Rangers hold regularly scheduled educational and interpretive programs about Hammocks Beach State Park. To arrange a special exploration of Hammocks Beach State Park for your group or class, contact the park office at (910) 326-4881. Educational materials about Hammocks Beach State Park have been developed for grades 6-8 and are correlated to North Carolina’s competency-based curriculum in science, social studies, mathematics and English/language arts. The Hammocks Beach program introduces students to the life history of sea turtles, focusing on the loggerhead sea turtle. The program’s content includes information about animal adaptation, the sea turtle’s lifecycle, endangered species, natural and human threats to wildlife, resource management and stewardship. Accompanying the program is a teacher’s booklet and workshop, free of charge to educators.

Each state park and recreation area has an EELE curriculum guide that includes on-site activities, pre- and post-visit activities, student information pages, worksheets, fact sheets, vocabulary, and references.

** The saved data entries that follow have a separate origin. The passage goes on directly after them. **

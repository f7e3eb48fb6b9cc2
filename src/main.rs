//! raycore - ray probe
//!
//! Loads the probe configuration, evaluates every configured ray at every
//! configured parameter and logs the resulting points.

use raycore::config::AppConfig;
use raycore::probe;

fn main() {
    // Load configuration before logging so the configured level can apply
    let config = AppConfig::load();
    let log_level = config
        .as_ref()
        .map(|c| c.debug.log_level.clone())
        .unwrap_or_else(|_| "info".to_string());

    // RUST_LOG still takes precedence over the configured level
    env_logger::Builder::from_env(env_logger::Env::default().default_filter_or(log_level)).init();
    log::info!("Starting raycore probe");

    let config = config.unwrap_or_else(|e| {
        log::warn!("Failed to load config: {}. Using defaults.", e);
        AppConfig::default()
    });

    match probe::run(&config.probe) {
        Ok(samples) => log::info!("Evaluated {} sample points", samples.len()),
        Err(e) => {
            log::error!("{}", e);
            std::process::exit(1);
        }
    }
}
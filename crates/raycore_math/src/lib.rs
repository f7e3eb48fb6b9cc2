//! Vector algebra for the raycore renderer
//!
//! This crate provides the fixed-size vector types and the ray type that the
//! rest of the renderer computes with.
//!
//! ## Core Types
//!
//! - [`Vector`] - The operation contract shared by every vector type
//! - [`Vector2`] - 2D vector with x, y components
//! - [`Vector3`] - 3D vector with x, y, z components and a cross product
//! - [`Vector4`] - 4D vector with w, x, y, z components
//! - [`Ray`] - Origin plus unit direction, evaluated with [`Ray::at`]
//!
//! [`Vector2`] and [`Vector4`] are built from [`ComponentFields`], a generic
//! per-component implementation. [`Vector3`] is written out by hand.
//!
//! Nothing here validates its inputs. Dividing by zero or normalizing a zero
//! vector produces infinite or NaN components.

mod scalar;
mod vector;
pub mod fields;
mod vec2;
mod vec3;
mod vec4;
pub mod ray;

pub use scalar::{Real, Scalar};
pub use vector::Vector;
pub use fields::ComponentFields;
pub use vec2::Vector2;
pub use vec3::Vector3;
pub use vec4::Vector4;
pub use ray::{Ray, Ray3};
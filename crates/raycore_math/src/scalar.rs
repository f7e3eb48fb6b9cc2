//! Scalar component type

use num_traits::Float;
use std::fmt::Debug;
use std::ops::{AddAssign, MulAssign};

/// The concrete scalar used by every vector in this crate
pub type Real = f64;

/// Numeric type usable as a vector component
///
/// Anything float-like works: the contract only needs addition,
/// multiplication and a square root, all of which come from [`Float`].
pub trait Scalar: Float + Debug + AddAssign + MulAssign {}

impl<T> Scalar for T where T: Float + Debug + AddAssign + MulAssign {}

The North Carolina State Parks website offers a search feature for finding the plants and animals that can be found at each state park. Using the drop-down menus, you can choose a park and either an amphibian, bird, reptile, mammal, fungus, insect, or vascular plant. You can search within each group by family, scientific name, or common name. There are photographs from the state parks and fun facts for some of the species.